BEGIN Data to process

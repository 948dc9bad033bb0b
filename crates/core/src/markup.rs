//! Object placement markup stored in the `objects.xml` member.
//!
//! ```xml
//! <!--Open Horizon mission-->
//! <mission location="ocean01">
//!     <object name="N" id="TYPE" x="F" y="F" z="F" yaw="F" editor_y="F"/>
//! </mission>
//! ```
//!
//! The root must name a location. Object attributes are lenient: anything
//! missing or unparseable reads as empty text or zero, so hand-edited files
//! still load.

use std::io;
use std::str::FromStr;

use quick_xml::events::{BytesEnd, BytesStart, BytesText, Event};
use quick_xml::{Reader, Writer};

use crate::archive::OBJECTS_MEMBER;
use crate::error::{MissionError, MissionResult};
use crate::object::{Angle, PlacedObject, Position};

const HEADER_COMMENT: &str = "Open Horizon mission";
const ROOT_ELEMENT: &str = "mission";
const OBJECT_ELEMENT: &str = "object";
const LOCATION_ATTR: &str = "location";

/// Decoded contents of the markup member.
#[derive(Clone, Debug, Default, PartialEq)]
pub struct ObjectData {
    pub location_id: String,
    pub objects: Vec<PlacedObject>,
}

fn write_error(err: impl std::fmt::Display) -> MissionError {
    MissionError::write_failed(OBJECTS_MEMBER, io::Error::new(io::ErrorKind::Other, err.to_string()))
}

fn malformed(message: impl Into<String>) -> MissionError {
    MissionError::MalformedMission(message.into())
}

/// Renders the markup for a location and its objects.
///
/// Floats use the shortest representation that parses back to the same value.
pub fn encode(location_id: &str, objects: &[PlacedObject]) -> MissionResult<String> {
    let mut writer = Writer::new_with_indent(Vec::new(), b'\t', 1);
    writer
        .write_event(Event::Comment(BytesText::new(HEADER_COMMENT)))
        .map_err(write_error)?;

    let root = BytesStart::new(ROOT_ELEMENT).with_attributes([(LOCATION_ATTR, location_id)]);
    writer.write_event(Event::Start(root)).map_err(write_error)?;

    for object in objects {
        let x = object.position.x.to_string();
        let y = object.stored_y().to_string();
        let z = object.position.z.to_string();
        let yaw = object.yaw.degrees().to_string();
        let editor_y = object.editor_vertical_offset.to_string();
        let element = BytesStart::new(OBJECT_ELEMENT).with_attributes([
            ("name", object.name.as_str()),
            ("id", object.type_id.as_str()),
            ("x", x.as_str()),
            ("y", y.as_str()),
            ("z", z.as_str()),
            ("yaw", yaw.as_str()),
            ("editor_y", editor_y.as_str()),
        ]);
        writer.write_event(Event::Empty(element)).map_err(write_error)?;
    }

    writer
        .write_event(Event::End(BytesEnd::new(ROOT_ELEMENT)))
        .map_err(write_error)?;

    let mut bytes = writer.into_inner();
    bytes.push(b'\n');
    String::from_utf8(bytes).map_err(write_error)
}

fn read_attributes(element: &BytesStart<'_>) -> MissionResult<Vec<(String, String)>> {
    let mut attributes = Vec::new();
    for attribute in element.attributes() {
        let attribute = attribute.map_err(|err| malformed(err.to_string()))?;
        let key = String::from_utf8_lossy(attribute.key.as_ref()).into_owned();
        let value = attribute
            .unescape_value()
            .map_err(|err| malformed(err.to_string()))?
            .into_owned();
        attributes.push((key, value));
    }
    Ok(attributes)
}

fn lookup<'a>(attributes: &'a [(String, String)], key: &str) -> Option<&'a str> {
    attributes
        .iter()
        .find(|(name, _)| name == key)
        .map(|(_, value)| value.as_str())
}

fn number<T: FromStr + Default>(attributes: &[(String, String)], key: &str) -> T {
    lookup(attributes, key)
        .and_then(|value| value.trim().parse::<T>().ok())
        .unwrap_or_default()
}

fn decode_root(element: &BytesStart<'_>) -> MissionResult<String> {
    let attributes = read_attributes(element)?;
    match lookup(&attributes, LOCATION_ATTR) {
        Some(location) if !location.is_empty() => Ok(location.to_string()),
        Some(_) => Err(malformed("root 'location' attribute is empty")),
        None => Err(malformed("root has no 'location' attribute")),
    }
}

fn decode_object(element: &BytesStart<'_>) -> MissionResult<PlacedObject> {
    let attributes = read_attributes(element)?;
    let editor_vertical_offset: f32 = number(&attributes, "editor_y");
    // `y` carries the offset and is written with f64 precision, so the subtraction is exact.
    let stored_y: f64 = number(&attributes, "y");
    Ok(PlacedObject {
        name: lookup(&attributes, "name").unwrap_or_default().to_string(),
        type_id: lookup(&attributes, "id").unwrap_or_default().to_string(),
        position: Position {
            x: number(&attributes, "x"),
            y: (stored_y - f64::from(editor_vertical_offset)) as f32,
            z: number(&attributes, "z"),
        },
        yaw: Angle::from_degrees(number(&attributes, "yaw")),
        editor_vertical_offset,
    })
}

/// Parses the markup member. No partial result is returned on error.
pub fn decode(text: &str) -> MissionResult<ObjectData> {
    let mut reader = Reader::from_str(text);
    reader.config_mut().trim_text(true);

    let mut location_id: Option<String> = None;
    let mut objects = Vec::new();
    let mut depth = 0usize;

    loop {
        let event = reader.read_event().map_err(|err| {
            malformed(format!(
                "objects markup at byte {}: {err}",
                reader.buffer_position()
            ))
        })?;
        match event {
            Event::Start(element) => {
                visit(&element, depth, &mut location_id, &mut objects)?;
                depth += 1;
            }
            Event::Empty(element) => {
                visit(&element, depth, &mut location_id, &mut objects)?;
            }
            Event::End(_) => {
                depth = depth.saturating_sub(1);
                if depth == 0 && location_id.is_some() {
                    break;
                }
            }
            Event::Eof => break,
            _ => {}
        }
    }

    let location_id = location_id.ok_or_else(|| malformed("document has no root element"))?;
    Ok(ObjectData {
        location_id,
        objects,
    })
}

fn visit(
    element: &BytesStart<'_>,
    depth: usize,
    location_id: &mut Option<String>,
    objects: &mut Vec<PlacedObject>,
) -> MissionResult<()> {
    match (depth, location_id.is_some()) {
        (0, false) => *location_id = Some(decode_root(element)?),
        (1, true) if element.name().as_ref() == OBJECT_ELEMENT.as_bytes() => {
            objects.push(decode_object(element)?)
        }
        _ => {}
    }
    Ok(())
}

#[cfg(test)]
#[path = "tests/markup_tests.rs"]
mod tests;
//! Mission persistence and script tooling for the Open Horizon mission editor.
//!
//! A mission is stored as a zip container with two members: `objects.xml`
//! (location plus placed objects) and `script.lua`. The script side is
//! covered by an incremental highlighter and a debounced validator.

pub mod archive;
pub mod catalog;
mod compiler;
mod error;
mod highlight;
pub mod markup;
mod mission;
mod object;
mod validator;

pub use archive::{
    ArchiveReader, ArchiveWriter, FsStorage, MemoryStorage, Storage, OBJECTS_MEMBER, SCRIPT_MEMBER,
};
pub use catalog::{
    group_object_types, location_label, resolve_location_label, CatalogError, LocationCatalog,
    LocationEntry, ObjectCatalog, ObjectEntry, ObjectGroups, TomlCatalog,
};
#[cfg(feature = "lua")]
pub use compiler::LuaCompiler;
pub use compiler::{validate, Diagnostic, ScriptCompiler};
pub use error::{ArchiveOpenReason, MissionError, MissionResult};
pub use highlight::{
    BlockCommentState, ColorClass, HighlightRule, Highlighter, LineHighlight, ScriptDocument, Span,
};
pub use markup::ObjectData;
pub use mission::{
    read_mission, write_mission, Mission, MissionModel, PathPrompt, SaveOutcome, DEFAULT_SCRIPT,
};
pub use object::{Angle, PlacedObject, Position};
pub use validator::{ScriptValidator, ValidationTicket, DEFAULT_VALIDATION_DELAY};
//! Logical schema types attached to block metadata. Pure data; no Arrow here.
//!
//! Schemas are produced per block by whoever wrote the block; the planner only
//! compares and merges them.

use serde::{Deserialize, Serialize};

#[derive(Debug, Clone, Copy, PartialEq, Eq, Hash, Serialize, Deserialize)]
pub enum DataType {
    Boolean,
    Int32,
    Int64,
    Float32,
    Float64,
    Utf8,
    Binary,
    Date64,
    Decimal128,
}

impl DataType {
    pub fn is_integer(&self) -> bool {
        matches!(self, DataType::Int32 | DataType::Int64)
    }

    pub fn is_float(&self) -> bool {
        matches!(self, DataType::Float32 | DataType::Float64)
    }
}

#[derive(Debug, Clone, PartialEq, Eq, Serialize, Deserialize)]
pub struct Field {
    pub name: String,
    pub data_type: DataType,
    pub nullable: bool,
}

impl Field {
    pub fn new(name: impl Into<String>, data_type: DataType, nullable: bool) -> Self {
        Self {
            name: name.into(),
            data_type,
            nullable,
        }
    }
}

#[derive(Debug, Clone, Default, PartialEq, Eq, Serialize, Deserialize)]
pub struct Schema {
    pub fields: Vec<Field>,
}

impl Schema {
    pub fn new(fields: Vec<Field>) -> Self {
        Self { fields }
    }

    pub fn empty() -> Self {
        Self { fields: vec![] }
    }

    /// A schema with no columns carries no type information.
    pub fn is_empty(&self) -> bool {
        self.fields.is_empty()
    }

    pub fn len(&self) -> usize {
        self.fields.len()
    }

    pub fn field(&self, idx: usize) -> Option<&Field> {
        self.fields.get(idx)
    }

    pub fn field_with_name(&self, name: &str) -> Option<&Field> {
        self.fields.iter().find(|f| f.name == name)
    }

    pub fn index_of(&self, name: &str) -> Option<usize> {
        self.fields.iter().position(|f| f.name == name)
    }
}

END Data to process

Give back precisely the lines above that start at the line containing "#[derive(Clone, Debug, Default, PartialEq)]" and end at the line containing "fn write_error(err: impl", inclusive. No other lines belong in the output.

#[derive(Clone, Debug, Default, PartialEq)]
pub struct ObjectData {
    pub location_id: String,
    pub objects: Vec<PlacedObject>,
}

fn write_error(err: impl std::fmt::Display) -> MissionError {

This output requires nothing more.